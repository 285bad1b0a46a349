//! The connection: one stream transport carrying, in order, the
//! authentication handshake and then marshalled message frames.
//!
//! The connection is driven inside a scope: [Connection::scope] opens the
//! transport, runs the handshake, and hands the caller's async body a
//! [Handle] for sending and a [Replies] stream for everything inbound
//! that no caller is waiting on. When the body returns, the transport is
//! closed and every outstanding reply waiter is released.

pub mod auth;

use std::collections::HashMap;
use std::num::NonZeroU32;
use std::path::PathBuf;
use std::sync::atomic::AtomicU32;
use std::sync::atomic::Ordering;
use std::sync::Arc;

use smol::channel;
use smol::future;
use smol::lock::Mutex;
use smol::prelude::*;

use self::auth::split_line;
use self::auth::AuthMechanism;
use self::auth::Authenticator;
use crate::message_protocol::Message;
use crate::type_system::unmarshal::UnmarshalError;

/// Outbound frames in flight between a [Handle] and the connection.
const OUTBOUND_QUEUE_DEPTH: usize = 64;

/// What the connection needs to know to get going.
#[derive(Debug, Clone)]
pub struct Config {
    /// Path of the bus's unix socket.
    pub endpoint: PathBuf,
    pub auth: AuthMechanism,
}

impl Config {
    #[cfg(unix)]
    pub fn system_bus() -> Self {
        Self {
            endpoint: PathBuf::from("/var/run/dbus/system_bus_socket"),
            auth: AuthMechanism::external_from_process_uid(),
        }
    }
}

struct Shared {
    serial: AtomicU32,
    /// One single-shot slot per outstanding method call, keyed by serial.
    waiters: Mutex<HashMap<u32, channel::Sender<Message>>>,
}

impl Shared {
    /// Serials are nonzero and monotonically increasing.
    fn next_serial(&self) -> NonZeroU32 {
        loop {
            let serial = self
                .serial
                .fetch_add(1, Ordering::Relaxed)
                .wrapping_add(1);
            if let Some(serial) = NonZeroU32::new(serial) {
                return serial;
            }
        }
    }
}

/// The sending half handed to the scope body. Cheap to clone.
#[derive(Clone)]
pub struct Handle {
    shared: Arc<Shared>,
    outbound: channel::Sender<Vec<u8>>,
}

impl Handle {
    /// Send a message without waiting for an answer.
    ///
    /// The connection assigns the serial, which is returned. Submission
    /// order is delivery order.
    pub async fn send(&self, mut message: Message) -> crate::Result<NonZeroU32> {
        let serial = self.shared.next_serial();
        message.serial = Some(serial);
        let frame = message.marshal()?;

        self.outbound
            .send(frame)
            .await
            .map_err(|_| crate::Error::NotConnected)?;

        Ok(serial)
    }

    /// Send a method call and wait for the message answering it.
    ///
    /// Non-matching inbound traffic keeps flowing to [Replies] while this
    /// waits; the reply itself is delivered here exactly once.
    pub async fn send_with_reply(&self, mut message: Message) -> crate::Result<Message> {
        let serial = self.shared.next_serial();
        message.serial = Some(serial);
        let frame = message.marshal()?;

        // Install the waiter before releasing the write, so the reply
        // cannot arrive before anyone is listening for it.
        let (sender, receiver) = channel::bounded(1);
        self.shared.waiters.lock().await.insert(serial.get(), sender);

        if self.outbound.send(frame).await.is_err() {
            self.shared.waiters.lock().await.remove(&serial.get());
            return Err(crate::Error::NotConnected);
        }

        receiver.recv().await.map_err(|_| crate::Error::Cancelled)
    }
}

/// Inbound messages nobody was waiting on: signals, unsolicited errors,
/// replies whose waiter gave up. Arrival order is preserved.
pub struct Replies {
    receiver: channel::Receiver<Message>,
}

impl Replies {
    pub async fn next(&mut self) -> crate::Result<Message> {
        self.receiver
            .recv()
            .await
            .map_err(|_| crate::Error::NotConnected)
    }
}

/// Owns the transport and drives the duplex conversation.
pub struct Connection {
    reader: Box<dyn AsyncRead + Unpin>,
    writer: Box<dyn AsyncWrite + Unpin>,
    shared: Arc<Shared>,
    outbound: channel::Receiver<Vec<u8>>,
    replies: channel::Sender<Message>,
    authenticator: Authenticator,
    mechanism: AuthMechanism,
    /// Bytes read off the transport but not yet framed. Shared between
    /// the line framing of the handshake and the message framing that
    /// replaces it, so nothing is lost across the switch.
    inbound: Vec<u8>,
}

impl Connection {
    /// Connect to `config.endpoint`, authenticate, and run `body`.
    #[cfg(unix)]
    pub async fn scope<T, F, Fut>(config: Config, body: F) -> crate::Result<T>
    where
        F: FnOnce(Handle, Replies) -> Fut,
        Fut: Future<Output = crate::Result<T>>,
    {
        use smol::net::unix::UnixStream;

        log::info!("Connecting to {}.", config.endpoint.display());
        let stream = UnixStream::connect(&config.endpoint).await?;

        // Split into read/write halves of the same socket.
        let reader = stream.clone();
        let writer = stream;

        Self::scope_with(reader, writer, config.auth, body).await
    }

    /// Like [Connection::scope], over an already-established duplex byte
    /// stream. The transport only has to be reliable and ordered; framing
    /// is reconstructed here.
    pub async fn scope_with<R, W, T, F, Fut>(
        reader: R,
        writer: W,
        mechanism: AuthMechanism,
        body: F,
    ) -> crate::Result<T>
    where
        R: AsyncRead + Unpin + 'static,
        W: AsyncWrite + Unpin + 'static,
        F: FnOnce(Handle, Replies) -> Fut,
        Fut: Future<Output = crate::Result<T>>,
    {
        let shared = Arc::new(Shared {
            serial: AtomicU32::new(0),
            waiters: Mutex::new(HashMap::new()),
        });

        let (outbound_sender, outbound_receiver) = channel::bounded(OUTBOUND_QUEUE_DEPTH);
        let (replies_sender, replies_receiver) = channel::unbounded();

        let connection = Connection {
            reader: Box::new(reader),
            writer: Box::new(writer),
            shared: Arc::clone(&shared),
            outbound: outbound_receiver,
            replies: replies_sender,
            authenticator: Authenticator::new(),
            mechanism,
            inbound: Vec::new(),
        };

        let handle = Handle {
            shared: Arc::clone(&shared),
            outbound: outbound_sender,
        };
        let replies = Replies {
            receiver: replies_receiver,
        };

        // The body and the connection driver share one task; whichever
        // finishes first ends the scope and drops the other, which closes
        // the transport.
        let result = future::or(async { body(handle, replies).await }, async {
            Err(connection.run().await)
        })
        .await;

        // Nobody will complete the remaining waiters now; dropping their
        // slots lets them observe the cancellation.
        shared.waiters.lock().await.clear();

        result
    }

    /// Drive the connection until the transport fails or the scope ends.
    /// Only ever returns by failing.
    async fn run(mut self) -> crate::Error {
        match self.drive().await {
            Ok(never) => match never {},
            Err(error) => {
                log::debug!("Connection terminated: {}.", error);
                error
            }
        }
    }

    async fn drive(&mut self) -> crate::Result<std::convert::Infallible> {
        self.handshake().await?;
        self.message_loop().await
    }

    /// Run the line-oriented handshake to completion.
    ///
    /// Outbound frames submitted in the meantime are parked in the
    /// authenticator and go out right behind its `BEGIN`.
    async fn handshake(&mut self) -> crate::Result<()> {
        log::info!("Authenticating.");

        let opening = self.authenticator.activate(&self.mechanism);
        self.writer.write_all(&opening).await?;
        self.writer.flush().await?;

        loop {
            match self.next_event(true).await? {
                Event::Outbound(frame) => {
                    self.authenticator.queue_frame(frame);
                }
                Event::Inbound(bytes) => {
                    if bytes.is_empty() {
                        return Err(crate::Error::NotConnected);
                    }
                    self.inbound.extend_from_slice(&bytes);

                    let consumed = self.authenticator.consume_leading_null(&self.inbound);
                    self.inbound.drain(..consumed);

                    while let Some((line, consumed)) = split_line(&self.inbound)? {
                        self.inbound.drain(..consumed);

                        let response = self.authenticator.handle_line(&line)?;
                        self.writer.write_all(&response).await?;
                        self.writer.flush().await?;

                        if self.authenticator.is_authenticated() {
                            // Bytes behind the OK line stay buffered: they
                            // already belong to the message framing.
                            return Ok(());
                        }
                    }
                }
            }
        }
    }

    /// The steady state: frame inbound bytes into messages and route
    /// them; write outbound frames in submission order.
    async fn message_loop(&mut self) -> crate::Result<std::convert::Infallible> {
        log::info!("Authenticated, switching to message framing.");

        loop {
            // Frame and dispatch everything already buffered.
            loop {
                match Message::unmarshal(&self.inbound) {
                    Ok((message, consumed)) => {
                        self.inbound.drain(..consumed);
                        self.route(message).await;
                    }
                    // An incomplete frame stays in the buffer untouched;
                    // the reader position effectively rewinds to its
                    // start until more bytes arrive.
                    Err(UnmarshalError::TruncatedHeaderFields)
                    | Err(UnmarshalError::TruncatedBody) => break,
                    Err(error) => return Err(error.into()),
                }
            }

            match self.next_event(false).await? {
                Event::Inbound(bytes) => {
                    if bytes.is_empty() {
                        return Err(crate::Error::NotConnected);
                    }
                    self.inbound.extend_from_slice(&bytes);
                }
                Event::Outbound(frame) => {
                    self.writer.write_all(&frame).await?;
                    self.writer.flush().await?;
                }
            }
        }
    }

    /// Wait for the next thing to do: bytes from the transport, or an
    /// outbound frame from a handle.
    async fn next_event(&mut self, authenticating: bool) -> crate::Result<Event> {
        // While the handshake queue is full, stop accepting outbound
        // frames; senders back up on the channel instead.
        let accept_outbound = !authenticating || self.authenticator.can_queue();
        let reader = &mut self.reader;
        let outbound = &self.outbound;

        future::or(
            async {
                let mut chunk = [0u8; 4096];
                let n = reader.read(&mut chunk).await?;
                Ok(Event::Inbound(chunk[..n].to_vec()))
            },
            async {
                if !accept_outbound {
                    future::pending::<()>().await;
                }
                match outbound.recv().await {
                    Ok(frame) => Ok(Event::Outbound(frame)),
                    // Every handle is gone; there is nothing left to send,
                    // but inbound traffic may still matter.
                    Err(_) => future::pending().await,
                }
            },
        )
        .await
    }

    /// Deliver one inbound message: to the waiter registered for its
    /// REPLY_SERIAL if there is one, exactly once; otherwise to the
    /// generic stream.
    async fn route(&mut self, message: Message) {
        if let Some(reply_serial) = message.reply_serial() {
            let mut waiters = self.shared.waiters.lock().await;
            if let Some(waiter) = waiters.remove(&reply_serial) {
                drop(waiters);
                // A waiter that gave up just misses its reply.
                let _ = waiter.try_send(message);
                return;
            }
        }

        // No waiter: signals, unsolicited errors, stray replies.
        let _ = self.replies.send(message).await;
    }
}

enum Event {
    Inbound(Vec<u8>),
    Outbound(Vec<u8>),
}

▶ [Exercise objective]: Nothing but the lines from the start of the data above through the line with "use std::sync::atomic::AtomicU32;" should appear in your answer, copied exactly.

▶ [Final answer]:
repository 285bad1b0a46a349
//! The connection: one stream transport carrying, in order, the
//! authentication handshake and then marshalled message frames.
//!
//! The connection is driven inside a scope: [Connection::scope] opens the
//! transport, runs the handshake, and hands the caller's async body a
//! [Handle] for sending and a [Replies] stream for everything inbound
//! that no caller is waiting on. When the body returns, the transport is
//! closed and every outstanding reply waiter is released.

pub mod auth;

use std::collections::HashMap;
use std::num::NonZeroU32;
use std::path::PathBuf;
use std::sync::atomic::AtomicU32;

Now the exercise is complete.